Working with yeast populations in which some members cooperate, by producing an excess of food, and others cheat, by gorging themselves on the food produced by others, Gore found that if an individual benefits even slightly by cooperating, it can survive even when surrounded by individuals that don’t cooperate. This helps to explain the perpetuation of cooperative behavior, which had puzzled biologists because if only the fittest individuals survive, genes for a behavior that benefits other members of the population more than the cooperating individual should die out.
As a faculty member, Gore has expanded his research to include analysis of the conditions that can lead to population collapse. In 2012, he showed that he could measure a population’s risk of collapse by monitoring how quickly it recovers from small disturbances such as food shortages or overcrowding. Later, he found that monitoring variations in population density in neighboring regions — a measure that is easier to obtain — can also be used to predict risk of collapse.
Since Gore joined MIT’s faculty, the physics department has increased its focus on the field of biophysics, hiring three more specialists in that area.

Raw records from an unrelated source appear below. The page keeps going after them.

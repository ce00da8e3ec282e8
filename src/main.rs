use anyhow::{Context, Result};
use clap::{Parser, Subcommand, ValueEnum};
use mention_scraper::config::{ScrapeParameters, DEFAULT_RECENCY_WINDOW_DAYS, DEFAULT_SCROLL_ITERATIONS};
use mention_scraper::core::{ConfigManager, ScrapeJob};
use mention_scraper::export::{write_export, ExportFormat};
use mention_scraper::start_web_server;
use std::io::{BufRead, Write};
use std::path::PathBuf;
use tracing::info;
use tracing_subscriber::layer::SubscriberExt;
use tracing_subscriber::util::SubscriberInitExt;
use tracing_subscriber::{fmt, EnvFilter};

#[derive(Parser)]
#[command(name = "mention-scraper")]
#[command(about = "Collect recent posts mentioning a company and export them")]
struct Cli {
    #[command(subcommand)]
    command: Command,

    /// Emit logs as JSON lines
    #[arg(long, global = true)]
    json_logs: bool,
}

#[derive(Subcommand)]
enum Command {
    /// Run the web control panel
    Serve,
    /// Run one scrape in the foreground and export the results
    Scrape {
        /// Company name to search for (prompted when omitted)
        #[arg(long)]
        company: Option<String>,
        /// Keep posts from the last N days
        #[arg(long)]
        days: Option<String>,
        /// Number of scroll iterations
        #[arg(long)]
        scrolls: Option<String>,
        /// Directory of captured result pages
        #[arg(long)]
        snapshots: Option<PathBuf>,
        #[arg(long)]
        output_dir: Option<PathBuf>,
        #[arg(long, value_enum, default_value_t = FormatArg::Xlsx)]
        format: FormatArg,
    },
}

#[derive(Clone, Copy, ValueEnum)]
enum FormatArg {
    Xlsx,
    Csv,
}

impl From<FormatArg> for ExportFormat {
    fn from(format: FormatArg) -> Self {
        match format {
            FormatArg::Xlsx => ExportFormat::Xlsx,
            FormatArg::Csv => ExportFormat::Csv,
        }
    }
}

fn init_logging(json: bool) {
    let filter = EnvFilter::try_from_default_env()
        .unwrap_or_else(|_| EnvFilter::new("mention_scraper=info,rocket::server=off"));

    if json {
        tracing_subscriber::registry()
            .with(fmt::layer().json().with_current_span(false).with_span_list(false))
            .with(filter)
            .init();
    } else {
        tracing_subscriber::registry()
            .with(fmt::layer())
            .with(filter)
            .init();
    }
}

/// Use `value` when given, otherwise ask on stdin.
fn value_or_prompt(value: Option<String>, question: &str, default: Option<u32>) -> Result<String> {
    if let Some(value) = value {
        return Ok(value);
    }

    let mut stdout = std::io::stdout();
    match default {
        Some(default) => write!(stdout, "{} [{}]: ", question, default)?,
        None => write!(stdout, "{}: ", question)?,
    }
    stdout.flush()?;

    let mut line = String::new();
    std::io::stdin()
        .lock()
        .read_line(&mut line)
        .context("Failed to read from stdin")?;

    let line = line.trim().to_string();
    Ok(match default {
        Some(default) if line.is_empty() => default.to_string(),
        _ => line,
    })
}

#[tokio::main]
async fn main() -> Result<()> {
    let cli = Cli::parse();
    init_logging(cli.json_logs);

    let config = ConfigManager::load()?;

    match cli.command {
        Command::Serve => {
            info!("Server: http://0.0.0.0:{}", config.environment.port);
            start_web_server(config).await
        }
        Command::Scrape {
            company,
            days,
            scrolls,
            snapshots,
            output_dir,
            format,
        } => {
            let company = value_or_prompt(company, "Enter the company name to search for", None)?;
            let days = value_or_prompt(
                days,
                "Enter the number of days to filter",
                Some(DEFAULT_RECENCY_WINDOW_DAYS),
            )?;
            let scrolls = value_or_prompt(
                scrolls,
                "Enter the number of times to scroll",
                Some(DEFAULT_SCROLL_ITERATIONS),
            )?;
            let params = ScrapeParameters::from_text(&company, &days, &scrolls)?;

            let job = ScrapeJob::new(
                params,
                snapshots.unwrap_or_else(|| config.environment.snapshot_path.clone()),
                config.session_config(),
            );
            let records = tokio::task::spawn_blocking(move || {
                job.execute(&mut |percent, message| info!("[{:>3}%] {}", percent, message))
            })
            .await
            .context("Scrape task panicked")??;

            if records.is_empty() {
                info!("No matching posts found, nothing to export");
                return Ok(());
            }

            let dir = output_dir.unwrap_or_else(|| config.environment.export_path.clone());
            let path = write_export(&dir, &records, format.into()).await?;
            println!("Saved {} posts to {}", records.len(), path.display());
            Ok(())
        }
    }
}
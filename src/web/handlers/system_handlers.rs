// src/web/handlers/system_handlers.rs
use crate::web::types::*;

use rocket::serde::json::Json;
use rocket::State;

pub async fn health_handler(config: &State<ServerConfig>) -> Json<ActionResponse> {
    let message = if config.slot.is_running() {
        "Mention scraper is running a scrape"
    } else {
        "Mention scraper is idle"
    };

    Json(ActionResponse {
        success: true,
        message: message.to_string(),
    })
}
// src/web/handlers/scrape_handlers.rs
use crate::core::ScrapeJob;
use crate::export::{write_export, ExportFormat};
use crate::run_status::{RunError, RunStatus};
use crate::web::types::*;

use rocket::http::Status;
use rocket::serde::json::Json;
use rocket::State;
use tracing::{error, info, warn};

pub async fn start_scraping_handler(
    request: Json<StartScrapingRequest>,
    config: &State<ServerConfig>,
) -> Result<Json<ActionResponse>, ApiError> {
    // a running job wins over request validation
    if config.slot.is_running() {
        return Err(conflict());
    }

    let params = request.to_parameters().map_err(|e| {
        warn!("Rejected scrape request: {}", e);
        ErrorResponse::from(e).with_status(Status::BadRequest)
    })?;

    let handle = config.slot.begin().map_err(|e| match e {
        RunError::AlreadyRunning => conflict(),
    })?;

    info!("Scraping started for @{}", params.target_mention());
    let job = ScrapeJob::new(params, config.snapshot_dir.clone(), config.session.clone());
    // detached; the handle reports the outcome to the slot
    let _ = job.spawn(handle);

    Ok(Json(ActionResponse {
        success: true,
        message: "Scraping started".to_string(),
    }))
}

pub async fn scraping_status_handler(config: &State<ServerConfig>) -> Json<RunStatus> {
    Json(config.slot.snapshot())
}

pub async fn export_results_handler(
    format: Option<&str>,
    config: &State<ServerConfig>,
) -> Result<ExportResponse, ApiError> {
    let format = match format {
        None | Some("xlsx") => ExportFormat::Xlsx,
        Some("csv") => ExportFormat::Csv,
        Some(other) => {
            return Err(ErrorResponse::new(
                format!("Unsupported export format: {}", other),
                "INVALID_FORMAT",
            )
            .with_status(Status::BadRequest))
        }
    };

    let results = config.slot.results();
    if results.is_empty() {
        return Err(ErrorResponse::new("No results to export", "NO_RESULTS")
            .with_status(Status::BadRequest));
    }

    let path = write_export(&config.export_dir, &results, format)
        .await
        .map_err(export_failed)?;
    let data = tokio::fs::read(&path)
        .await
        .map_err(|e| export_failed(e.into()))?;

    let filename = path
        .file_name()
        .and_then(|name| name.to_str())
        .unwrap_or("linkedin_scrape.xlsx")
        .to_string();

    Ok(ExportResponse {
        data,
        filename,
        format,
    })
}

fn conflict() -> ApiError {
    ErrorResponse::new(RunError::AlreadyRunning.to_string(), "ALREADY_RUNNING")
        .with_status(Status::Conflict)
}

fn export_failed(e: anyhow::Error) -> ApiError {
    error!("Export failed: {:#}", e);
    ErrorResponse::new(format!("Export failed: {}", e), "EXPORT_FAILED")
        .with_status(Status::InternalServerError)
}
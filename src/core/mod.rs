// src/core/mod.rs
//! Shared services used by both the CLI and the web control panel

pub mod config_manager;
pub mod scrape_job;

pub use config_manager::{ConfigManager, EnvironmentConfig};
pub use scrape_job::ScrapeJob;
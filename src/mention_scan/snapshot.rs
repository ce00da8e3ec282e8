// src/mention_scan/snapshot.rs
//! Element handles backed by a captured HTML page.
//!
//! A snapshot cannot re-render, so triggering an affordance is recorded
//! instead: a triggered element reports `aria-expanded="true"` and is no
//! longer visible, which is what a live page shows once "see more" is clicked.

use super::dom::{DomError, Element};
use super::session::Browser;
use crate::utils::{clean_lines, clean_text};
use anyhow::{Context, Result};
use scraper::{ElementRef, Html, Selector};
use std::cell::RefCell;
use std::collections::HashSet;
use std::path::{Path, PathBuf};
use tracing::{debug, info};

pub struct HtmlSnapshot {
    html: Html,
    source: String,
    // Node addresses inside `html`; the tree is never mutated after parsing.
    triggered: RefCell<HashSet<usize>>,
}

impl HtmlSnapshot {
    pub fn parse(source: &str) -> Self {
        Self {
            html: Html::parse_document(source),
            source: source.to_string(),
            triggered: RefCell::new(HashSet::new()),
        }
    }

    pub fn source(&self) -> &str {
        &self.source
    }

    pub fn root(&self) -> SnapshotElement<'_> {
        SnapshotElement {
            snapshot: self,
            node: self.html.root_element(),
        }
    }

    pub fn triggered_count(&self) -> usize {
        self.triggered.borrow().len()
    }
}

#[derive(Clone, Copy)]
pub struct SnapshotElement<'a> {
    snapshot: &'a HtmlSnapshot,
    node: ElementRef<'a>,
}

impl<'a> SnapshotElement<'a> {
    fn key(&self) -> usize {
        self.node.value() as *const scraper::node::Element as usize
    }

    fn is_triggered(&self) -> bool {
        self.snapshot.triggered.borrow().contains(&self.key())
    }

    pub fn tag_name(&self) -> &str {
        self.node.value().name()
    }

    fn hides_itself(node: &ElementRef<'_>) -> bool {
        let element = node.value();
        if element.attr("hidden").is_some() {
            return true;
        }
        if element.attr("aria-hidden") == Some("true") {
            return true;
        }
        element
            .attr("style")
            .map(|style| {
                let style: String = style
                    .chars()
                    .filter(|c| !c.is_whitespace())
                    .collect::<String>()
                    .to_lowercase();
                style.contains("display:none") || style.contains("visibility:hidden")
            })
            .unwrap_or(false)
    }
}

impl<'a> Element for SnapshotElement<'a> {
    fn query(&self, selector: &str) -> Result<Vec<Self>, DomError> {
        let parsed = Selector::parse(selector)
            .map_err(|_| DomError::InvalidSelector(selector.to_string()))?;

        Ok(self
            .node
            .select(&parsed)
            .map(|node| SnapshotElement {
                snapshot: self.snapshot,
                node,
            })
            .collect())
    }

    fn attribute(&self, name: &str) -> Result<Option<String>, DomError> {
        if name == "aria-expanded" && self.is_triggered() {
            return Ok(Some("true".to_string()));
        }
        Ok(self.node.value().attr(name).map(str::to_string))
    }

    fn text(&self) -> Result<String, DomError> {
        let mut rendered = String::new();
        render_text(self.node, &mut rendered);
        Ok(clean_lines(&rendered))
    }

    fn own_text(&self) -> Result<String, DomError> {
        let own: String = self
            .node
            .children()
            .filter_map(|child| child.value().as_text().map(|text| &**text))
            .collect();
        Ok(clean_text(&own))
    }

    fn is_visible(&self) -> Result<bool, DomError> {
        if self.is_triggered() || Self::hides_itself(&self.node) {
            return Ok(false);
        }
        let hidden_ancestor = self
            .node
            .ancestors()
            .filter_map(ElementRef::wrap)
            .any(|ancestor| Self::hides_itself(&ancestor));
        Ok(!hidden_ancestor)
    }

    fn is_enabled(&self) -> Result<bool, DomError> {
        let element = self.node.value();
        Ok(element.attr("disabled").is_none() && element.attr("aria-disabled") != Some("true"))
    }

    fn trigger(&self) -> Result<(), DomError> {
        self.snapshot.triggered.borrow_mut().insert(self.key());
        Ok(())
    }
}

/// Elements that start and end a line when rendered.
const BLOCK_TAGS: &[&str] = &[
    "address", "article", "aside", "blockquote", "dd", "div", "dl", "dt", "figcaption",
    "figure", "footer", "form", "h1", "h2", "h3", "h4", "h5", "h6", "header", "hr", "li",
    "main", "nav", "ol", "p", "pre", "section", "table", "tr", "ul",
];

/// Never rendered.
const SKIPPED_TAGS: &[&str] = &["script", "style", "template", "noscript"];

/// Append the text under `node` the way a browser lays it out: inline
/// children run together, source whitespace is a plain space, and block
/// children and `<br>` break the line.
fn render_text(node: ElementRef<'_>, out: &mut String) {
    for child in node.children() {
        if let Some(text) = child.value().as_text() {
            out.extend(text.chars().map(|c| if c.is_whitespace() { ' ' } else { c }));
            continue;
        }
        let Some(element) = ElementRef::wrap(child) else {
            continue;
        };
        let name = element.value().name();
        if name == "br" {
            out.push('\n');
        } else if SKIPPED_TAGS.contains(&name) {
            continue;
        } else if BLOCK_TAGS.contains(&name) {
            out.push('\n');
            render_text(element, out);
            out.push('\n');
        } else {
            render_text(element, out);
        }
    }
}

/// A `Browser` replaying pages captured from a logged-in session: the files
/// of a directory, in name order, stand for the feed after each scroll.
pub struct SnapshotBrowser {
    pages: Vec<PathBuf>,
    position: usize,
    current: Option<HtmlSnapshot>,
    current_url: String,
    closed: bool,
}

impl SnapshotBrowser {
    pub fn from_dir(dir: &Path) -> Result<Self> {
        let entries = std::fs::read_dir(dir)
            .with_context(|| format!("Failed to read snapshot directory: {}", dir.display()))?;

        let mut pages = Vec::new();
        for entry in entries {
            let entry = entry.context("Failed to read directory entry")?;
            let path = entry.path();
            let is_html = path
                .extension()
                .and_then(|ext| ext.to_str())
                .map(|ext| matches!(ext.to_lowercase().as_str(), "html" | "htm"))
                .unwrap_or(false);
            if path.is_file() && is_html {
                pages.push(path);
            }
        }
        pages.sort();

        if pages.is_empty() {
            anyhow::bail!("No .html snapshots found in {}", dir.display());
        }

        info!("Loaded {} page snapshots from {}", pages.len(), dir.display());
        Self::from_pages(pages)
    }

    pub fn from_pages(pages: Vec<PathBuf>) -> Result<Self> {
        if pages.is_empty() {
            anyhow::bail!("At least one page snapshot is required");
        }
        Ok(Self {
            pages,
            position: 0,
            current: None,
            current_url: "about:blank".to_string(),
            closed: false,
        })
    }

    fn load(&mut self, position: usize) -> Result<(), DomError> {
        let path = &self.pages[position];
        let source = std::fs::read_to_string(path)
            .map_err(|e| DomError::Unreachable(format!("{}: {}", path.display(), e)))?;
        debug!("Loaded snapshot {}", path.display());
        self.current = Some(HtmlSnapshot::parse(&source));
        self.position = position;
        Ok(())
    }

    fn ensure_open(&self) -> Result<(), DomError> {
        if self.closed {
            return Err(DomError::Driver("browser session already closed".to_string()));
        }
        Ok(())
    }

    fn snapshot(&self) -> Result<&HtmlSnapshot, DomError> {
        self.ensure_open()?;
        self.current
            .as_ref()
            .ok_or_else(|| DomError::Unreachable("no page loaded".to_string()))
    }

    pub fn is_closed(&self) -> bool {
        self.closed
    }
}

impl Browser for SnapshotBrowser {
    type Element<'a> = SnapshotElement<'a>;

    fn open(&mut self, url: &str) -> Result<(), DomError> {
        self.ensure_open()?;
        self.current_url = url.to_string();
        self.load(0)
    }

    fn current_url(&self) -> Result<String, DomError> {
        self.ensure_open()?;
        Ok(self.current_url.clone())
    }

    fn page_source(&self) -> Result<String, DomError> {
        Ok(self.snapshot()?.source().to_string())
    }

    fn scroll_to_bottom(&mut self) -> Result<(), DomError> {
        self.ensure_open()?;
        let next = (self.position + 1).min(self.pages.len() - 1);
        if next != self.position || self.current.is_none() {
            self.load(next)?;
        }
        Ok(())
    }

    fn document(&self) -> Result<SnapshotElement<'_>, DomError> {
        Ok(self.snapshot()?.root())
    }

    fn close(&mut self) -> Result<(), DomError> {
        self.closed = true;
        self.current = None;
        Ok(())
    }
}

That core group, along with several other biophysicists in the department, launched the Physics of Living Systems group about three years ago.
“We’re working to develop a critical mass of faculty who are taking this physics approach to understanding biology, which is different and hopefully complementary to the approach taken by other departments,” Gore says. “There really are a distinct set of approaches to biology in different departments, which is great because the different approaches give different insights.”